E como isso é prático em nossas vidas? De uma forma muito
estranha e peculiar, algo foi permitido em nosso meio, para que possamos
manifestar o tão grande amor que recebemos em nossas vidas: O PRÓXIMO.
Não se trata de um próximo tão próximo ou de um próximo que
não é próximo, se trata da irmandade que nos é dada como presente de sermos
feitos da mesma origem e qualidade (e não digo qualidade no sentido de
belezura, mas de funcionalidade e perfeição).
Deus de uma forma especial resolveu não somente nos permitir
viver e receber o amor, mas também criou meios, formas e maneiras para que esse
amor seja algo real em nosso meio.
Acredito e vivo um ensinamento de que assim como o ferro
afia o ferro, o homem, a criatura é afiada pelo seu companheiro, pelo seu
próximo (Pv 27:19), até porque como expus na semana passada, não temos como
amar a um Deus que não vemos, se não amamos o nosso próximo o que está a frente
dos nossos olhos (1 Jo 4:20), para que nele e por ele o amor venha a ser
manifestado em nos e através de nos.
Ferro com ferro, igual a faísca, igual a diferenças,
divergências, dificuldades e tantas outras questões. Quando se afia um ferro, o
objetivo é torna-lo em algo útil, algo perfeito. Da mesma forma, temos o nosso
próximo como alguém para através de pequenas manifestações, de pequenas
manifestações, gerar e exalar o tão grande amor que temos em nossa vidas.

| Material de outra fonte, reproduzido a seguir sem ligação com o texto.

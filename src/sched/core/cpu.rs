//! Estado por núcleo
//!
//! Um `CoreLocal` por CPU lógica, criado junto com o escalonador e ativado no
//! bring-up do núcleo. Os campos são atômicos porque outros núcleos os leem
//! (ex: `must_stop`, `online`); as escritas de `current`/`prev` acontecem sob
//! o lock do escalonador, exceto no caminho de fallback sem lock.

use core::sync::atomic::{AtomicBool, AtomicPtr, AtomicU32, AtomicU64, Ordering};

use spin::{Mutex, Once};

use crate::core::smp::CpuId;
use crate::mm::aspace::AddressSpace;
use crate::mm::stack::StackRegion;
use crate::sched::task::context::CpuContext;

/// Valor dos campos de slot quando não há thread.
pub const NO_THREAD: u32 = u32::MAX;

/// Pedido de `exit` aguardando a segunda fase na pilha temporária.
#[derive(Debug, Clone, Copy, PartialEq, Eq)]
pub struct ExitRequest {
    pub slot: u32,
    pub code: u32,
}

pub struct CoreLocal {
    /// ID lógico
    pub id: CpuId,
    /// ID de hardware (APIC ID)
    hw_id: AtomicU32,
    online: AtomicBool,
    /// Flag de reentrância: o núcleo está dentro da seção crítica
    pub(crate) in_scheduler: AtomicBool,
    /// Slot da thread que possui o núcleo
    current: AtomicU32,
    /// Slot da thread idle deste núcleo
    idle: AtomicU32,
    /// Thread que acabou de perder o núcleo e ainda não foi desvinculada
    prev: AtomicU32,
    /// A thread atual deixou de ser elegível (bloqueada, pausada, morta ou
    /// sinalizada), por ela mesma ou por outro núcleo. Espelho lido sem lock
    /// pelo caminho de lock disputado.
    must_stop: AtomicBool,
    current_ctx: AtomicPtr<CpuContext>,
    idle_ctx: AtomicPtr<CpuContext>,
    /// Raiz do espaço de endereçamento carregado
    aspace: AtomicU64,
    temp_stack: Once<StackRegion>,
    pub(crate) exit_request: Mutex<Option<ExitRequest>>,
}

impl CoreLocal {
    pub fn new(id: CpuId) -> Self {
        Self {
            id,
            hw_id: AtomicU32::new(0),
            online: AtomicBool::new(false),
            in_scheduler: AtomicBool::new(false),
            current: AtomicU32::new(NO_THREAD),
            idle: AtomicU32::new(NO_THREAD),
            prev: AtomicU32::new(NO_THREAD),
            must_stop: AtomicBool::new(false),
            current_ctx: AtomicPtr::new(core::ptr::null_mut()),
            idle_ctx: AtomicPtr::new(core::ptr::null_mut()),
            aspace: AtomicU64::new(AddressSpace::KERNEL.root()),
            temp_stack: Once::new(),
            exit_request: Mutex::new(None),
        }
    }

    #[inline]
    pub fn is_online(&self) -> bool {
        self.online.load(Ordering::Acquire)
    }

    pub fn hw_id(&self) -> u32 {
        self.hw_id.load(Ordering::Relaxed)
    }

    /// Ativa o núcleo com a thread idle já registrada.
    pub(crate) fn bring_online(
        &self,
        hw_id: u32,
        idle: u32,
        idle_ctx: *mut CpuContext,
        temp_stack: StackRegion,
    ) {
        self.hw_id.store(hw_id, Ordering::Relaxed);
        self.idle.store(idle, Ordering::Relaxed);
        self.idle_ctx.store(idle_ctx, Ordering::Relaxed);
        self.current.store(idle, Ordering::Relaxed);
        self.current_ctx.store(idle_ctx, Ordering::Relaxed);
        self.temp_stack.call_once(|| temp_stack);
        self.online.store(true, Ordering::Release);
    }

    #[inline]
    pub fn current(&self) -> u32 {
        self.current.load(Ordering::Acquire)
    }

    #[inline]
    pub fn idle(&self) -> u32 {
        self.idle.load(Ordering::Acquire)
    }

    /// A thread atual é a idle?
    #[inline]
    pub fn is_idle_current(&self) -> bool {
        let cur = self.current();
        cur != NO_THREAD && cur == self.idle()
    }

    pub(crate) fn set_current(&self, slot: u32, ctx: *mut CpuContext) {
        self.current_ctx.store(ctx, Ordering::Release);
        self.current.store(slot, Ordering::Release);
    }

    #[inline]
    pub(crate) fn current_ctx(&self) -> *mut CpuContext {
        self.current_ctx.load(Ordering::Acquire)
    }

    #[inline]
    pub(crate) fn idle_ctx(&self) -> *mut CpuContext {
        self.idle_ctx.load(Ordering::Acquire)
    }

    pub(crate) fn set_prev(&self, slot: u32) {
        self.prev.store(slot, Ordering::Release);
    }

    pub(crate) fn prev(&self) -> u32 {
        self.prev.load(Ordering::Acquire)
    }

    pub(crate) fn take_prev(&self) -> u32 {
        self.prev.swap(NO_THREAD, Ordering::AcqRel)
    }

    #[inline]
    pub fn must_stop(&self) -> bool {
        self.must_stop.load(Ordering::Acquire)
    }

    pub(crate) fn request_stop(&self) {
        self.must_stop.store(true, Ordering::Release);
    }

    pub(crate) fn clear_stop(&self) {
        self.must_stop.store(false, Ordering::Release);
    }

    pub fn aspace(&self) -> AddressSpace {
        AddressSpace::new(self.aspace.load(Ordering::Acquire))
    }

    pub(crate) fn set_aspace(&self, aspace: AddressSpace) {
        self.aspace.store(aspace.root(), Ordering::Release);
    }

    pub fn temp_stack(&self) -> Option<StackRegion> {
        self.temp_stack.get().copied()
    }

    /// O núcleo está dentro da seção crítica do escalonador?
    pub fn in_scheduler(&self) -> bool {
        self.in_scheduler.load(Ordering::Acquire)
    }
}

Quero lhe fazer um desafio essa semana. Se você realmente
entendeu e quer viver esse amor, quero lhe desafio a manifestar esse amor com o
próximo, com seu irmão. Lhe desafio a fazer algo por alguém que você nunca
presentaria ou ajudaria. Quero lhe desafiar a dar um chocolate, um presente
(cuidado para não gerar más interpretações se for uma pessoa de outro sexo, mas
não permita que qualquer frescura, lhe impeça de exalar o amor, o qual não se
importa com gêneros ou religiosidades), servindo até mesmo dar um cobertor para
um morador de rua, ou até mesmo doando um pouco do seu tempo para conversar ou
ouvir alguém que você sempre vê e nunca falou.
De uma forma estranha decidi essa semana presentar meus
vizinhos. Já falei com eles algumas vezes, mas mesmos sendo meus vizinhos,
continuam sendo distantes de mim.
Se você decidiu ESCOLHER AMAR, decida então manifestar esse
grande amor, através de uma pequena atitude com nossos irmãos de “criação”.
Não deixe de compartilhar aqui a sua experiência, para que outros se sintam estimulados a fazer parte deste projeto.